Posteriormente, un especialista en música superpuso el dibujo de un piano sobre el esquema geométrico y comenzó a asignar notas a cada punto marcado por las flores y estrellas.
De esta forma se configuró una melodía sin letra construida únicamente a partir de la ubicación de los elementos del manto.
La pieza resultante es descrita como una mezcla armónica de sonidos que, según Ojeda, transmite una sensación de espiritualidad. Aunque el proceso no ha sido verificado científicamente ni validado por instituciones académicas, la propuesta ha generado interés entre creyentes.
¿Qué se sabe sobre la frecuencia de la melodía y su significado?

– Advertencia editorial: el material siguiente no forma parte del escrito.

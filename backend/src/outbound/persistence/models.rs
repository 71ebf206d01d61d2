//! Internal Diesel row structs for database operations.
//!
//! These types never leave the persistence layer; repositories convert them
//! into domain values before returning.

use diesel::prelude::*;
use uuid::Uuid;

use super::schema::{restaurants, users};

/// Row struct for reading from the restaurants table.
#[derive(Debug, Clone, Queryable, Selectable)]
#[diesel(table_name = restaurants)]
#[diesel(check_for_backend(diesel::pg::Pg))]
pub(crate) struct RestaurantRow {
    pub id: i64,
    pub name: String,
    pub owner_id: Uuid,
}

/// Insertable struct for creating restaurant records.
#[derive(Debug, Clone, Insertable)]
#[diesel(table_name = restaurants)]
pub(crate) struct NewRestaurantRow<'a> {
    pub name: &'a str,
    pub owner_id: Uuid,
}

/// Row struct for reading from the users table.
#[derive(Debug, Clone, Queryable, Selectable)]
#[diesel(table_name = users)]
#[diesel(check_for_backend(diesel::pg::Pg))]
pub(crate) struct AccountRow {
    pub id: Uuid,
    pub email: String,
    pub password_hash: String,
}

/// Insertable struct for creating account records.
#[derive(Debug, Clone, Insertable)]
#[diesel(table_name = users)]
pub(crate) struct NewAccountRow<'a> {
    pub id: Uuid,
    pub email: &'a str,
    pub password_hash: &'a str,
}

Quienes han replicado la melodía señalan que ésta parece ubicarse en la frecuencia de 432 Hz, popular entre corrientes espirituales por considerarse “natural” o “curativa”.
Se le atribuyen propiedades como mejorar la conexión con la naturaleza, relajar la mente y favorecer la estabilidad emocional, sin embargo, no existe evidencia científica que respalde estos efectos.
Para los creyentes, la idea de que el manto pueda contener música refuerza el simbolismo espiritual de la imagen.